From time to time, you might come across sources of data that are not collected and recorded in the best possible way. These situations occur when the data collection process has been done by someone or a group of people who don't have the appropriate skills regarding database management. Regardless of why this situation might have occurred, you are given access to a data source that requires significant preprocessing before it can be put in one standard data structure.

For instance, imagine that you have been hired by an election campaign to use the power of data to help move the needle. Omid was hired just before you, and he knows a lot about the political aspects of the election but not much about data and data analytics. You have been assigned to join Omid and help process what he has been tasked with. In your first meeting, you realize that the task is to analyze the speeches that have been made by the 45th President of the United States, Donald Trump. To bring you up to speed, he smiles and tells you that he has completed the data collection process and that all that needs to be done is the analysis now; he shows you a folder on his computer that contains text files (.txt) for every one of Donald Trump's speeches made in 2019 and 2020. The following screenshot shows this folder on Omid's computer:

Figure 9.2 – Example of unwise data collection

Figure 9.2 – Example of unwise data collection

After viewing the folder, you instantly realize that data preprocessing must be done before any analytics can be considered. In the interest of building a good working relationship with Omid, you don't tell him directly that a huge data preprocessing task needs to be done; instead, you comment on the aspects of his data collection that are great and can be used as a cornerstone for data preprocessing. You mention that it is great that the naming of these files follows a predictable order. The order is that city names come first, comes the name of the month as three letters, then the day as one or two digits, and finally the year as four digits.

As you are well-versed with Pandas DataFrame, you suggest that the data should be processed into a DataFrame and Omid, eager to learn, accepts.

You can perform the following steps to process the data into a DataFrame:

  1. First, we need to access the filenames so that we can use them to open and read each file. Pay attention: we can type the names of the files ourselves as there are only 35 of them.

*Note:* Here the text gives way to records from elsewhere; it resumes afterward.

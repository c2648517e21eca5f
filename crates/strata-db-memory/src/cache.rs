use std::sync::atomic::{AtomicBool, AtomicU64, Ordering};

use async_trait::async_trait;
use dashmap::DashMap;
use futures_util::StreamExt;
use strata_storage::{MessageStream, SharedCache, StorageError};
use tokio::sync::broadcast;
use tokio::sync::broadcast::error::RecvError;

/// Per-channel buffer. Slow subscribers lose the oldest messages.
const CHANNEL_CAPACITY: usize = 1024;

/// Number of calls made against a backend, by operation.
#[derive(Debug, Clone, Copy, Default, PartialEq, Eq)]
pub struct CacheCalls {
    pub get: u64,
    pub set: u64,
    pub del: u64,
    pub publish: u64,
    pub subscribe: u64,
}

impl CacheCalls {
    pub fn total(&self) -> u64 {
        self.get + self.set + self.del + self.publish + self.subscribe
    }
}

#[derive(Default)]
struct Counters {
    get: AtomicU64,
    set: AtomicU64,
    del: AtomicU64,
    publish: AtomicU64,
    subscribe: AtomicU64,
}

/// In-process shared cache with pub/sub.
///
/// Several sync contexts sharing one instance behave like several server
/// processes sharing one Redis. Keys live in a `DashMap`, channels are tokio
/// broadcast channels.
pub struct InMemorySharedCache {
    values: DashMap<String, String>,
    channels: DashMap<String, broadcast::Sender<Vec<u8>>>,
    available: AtomicBool,
    counters: Counters,
}

impl InMemorySharedCache {
    pub fn new() -> Self {
        Self {
            values: DashMap::new(),
            channels: DashMap::new(),
            available: AtomicBool::new(true),
            counters: Counters::default(),
        }
    }

    /// Simulate the backend becoming unreachable (or reachable again).
    ///
    /// Going unavailable also drops every live subscription.
    pub fn set_available(&self, available: bool) {
        self.available.store(available, Ordering::SeqCst);
        if !available {
            self.disconnect_subscribers();
        }
    }

    /// End every live subscription stream, as a dropped connection would.
    pub fn disconnect_subscribers(&self) {
        self.channels.clear();
    }

    pub fn subscriber_count(&self, channel: &str) -> usize {
        self.channels
            .get(channel)
            .map(|sender| sender.receiver_count())
            .unwrap_or(0)
    }

    /// Current value of a key, bypassing call accounting.
    pub fn value(&self, key: &str) -> Option<String> {
        self.values.get(key).map(|v| v.value().clone())
    }

    /// Store a value directly, bypassing call accounting.
    pub fn seed(&self, key: impl Into<String>, value: impl Into<String>) {
        self.values.insert(key.into(), value.into());
    }

    pub fn len(&self) -> usize {
        self.values.len()
    }

    pub fn is_empty(&self) -> bool {
        self.values.is_empty()
    }

    pub fn calls(&self) -> CacheCalls {
        CacheCalls {
            get: self.counters.get.load(Ordering::Relaxed),
            set: self.counters.set.load(Ordering::Relaxed),
            del: self.counters.del.load(Ordering::Relaxed),
            publish: self.counters.publish.load(Ordering::Relaxed),
            subscribe: self.counters.subscribe.load(Ordering::Relaxed),
        }
    }

    fn check_available(&self) -> Result<(), StorageError> {
        if self.available.load(Ordering::SeqCst) {
            Ok(())
        } else {
            Err(StorageError::connection_error("in-memory shared cache is unavailable"))
        }
    }
}

impl Default for InMemorySharedCache {
    fn default() -> Self {
        Self::new()
    }
}

#[async_trait]
impl SharedCache for InMemorySharedCache {
    async fn get(&self, key: &str) -> Result<Option<String>, StorageError> {
        self.counters.get.fetch_add(1, Ordering::Relaxed);
        self.check_available()?;
        Ok(self.value(key))
    }

    async fn set(&self, key: &str, value: &str) -> Result<(), StorageError> {
        self.counters.set.fetch_add(1, Ordering::Relaxed);
        self.check_available()?;
        self.values.insert(key.to_string(), value.to_string());
        Ok(())
    }

    async fn del(&self, key: &str) -> Result<(), StorageError> {
        self.counters.del.fetch_add(1, Ordering::Relaxed);
        self.check_available()?;
        self.values.remove(key);
        Ok(())
    }

    async fn publish(&self, channel: &str, payload: &[u8]) -> Result<(), StorageError> {
        self.counters.publish.fetch_add(1, Ordering::Relaxed);
        self.check_available()?;
        if let Some(sender) = self.channels.get(channel) {
            // No receivers is not an error for pub/sub
            let _ = sender.send(payload.to_vec());
        }
        Ok(())
    }

    async fn subscribe(&self, channel: &str) -> Result<MessageStream, StorageError> {
        self.counters.subscribe.fetch_add(1, Ordering::Relaxed);
        self.check_available()?;

        let receiver = self
            .channels
            .entry(channel.to_string())
            .or_insert_with(|| broadcast::channel(CHANNEL_CAPACITY).0)
            .subscribe();

        // A lagged receiver has lost messages; ending the stream makes the
        // subscriber resubscribe.
        let channel = channel.to_string();
        let stream = futures_util::stream::unfold(receiver, move |mut receiver| {
            let channel = channel.clone();
            async move {
                match receiver.recv().await {
                    Ok(payload) => Some((payload, receiver)),
                    Err(RecvError::Lagged(skipped)) => {
                        tracing::warn!(
                            channel = %channel,
                            skipped,
                            "in-memory subscriber lagged, ending subscription"
                        );
                        None
                    }
                    Err(RecvError::Closed) => None,
                }
            }
        });

        Ok(stream.boxed())
    }
}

However, we must do this using programing as we are trying to learn scalable skills; imagine that we have one million files instead of 35. The following code shows how using the listdir() function from the os module can do that for us very easily:

    from os import listdir

    FileNames = listdir('Speeches')

    print(FileNames)

  2. Next, we need to create a placeholder for our data. In this step, we need to imagine what our dataset would look like after this data cleaning process has been completed. We want to have a DataFrame that contains the names of each file and its content. The following code uses the pandas module to create this placeholder:

    import pandas as pd

    speech_df = pd.DataFrame(index=range(len(FileNames)), columns=['File Name','The Content'])

    print(speech_df)

  3. Lastly, we need to open each file and insert its content into speech_df, which we created in the previous step. The following code loops through the elements of FineNames. As each element is the name of one of the files that can be used to open and read the file, we can use the open() and .readlines() functions here:

    for i,f_name in enumerate(FileNames):

        f = open('Speeches/' + f_name, "r", encoding='utf-8')

        f_content = f.readlines()

        f.close()

        speech_df.at[i,'File Name'] = f_name

        speech_df.at[i,'The Content'] = f_content[0]

Once you have completed these three steps, run Print(speech_df) and study it before moving on. Here, you can see that speech_df has two of the three characteristics of level I cleaned data. The dataset has the first characteristics as it is now one standard data structure, which is also your preferred one.

The dataset, after being processed into speech_df, also has the third characteristic as each row has a unique index. You can run speech_df.index to investigate this. You might be pleasantly surprised that we didn't do anything to acquire this cleaning characteristic. This is automatically done for us by Pandas.

However, we could have done better regarding the second characteristic. The File Name and The Content column names are intuitive enough, but they are not as codable as they can be. We can access them using the df['ColumnName'] method but not df.ColumnName, as shown here:

  1. First, run speech_df['File Name'] and speech_df['The Content']; you will see that you can easily access each column using this method.
  2. Second, run speech_df.File Name and speech_df.The Content; you will get errors. Why? To jog your memory, please go back to Chapter 1, Reviewing the Core Modules of NumPy and Pandas, find the DataFrame access columns section, and study the error shown in Figure 1.16. The cause of the error is very similar here.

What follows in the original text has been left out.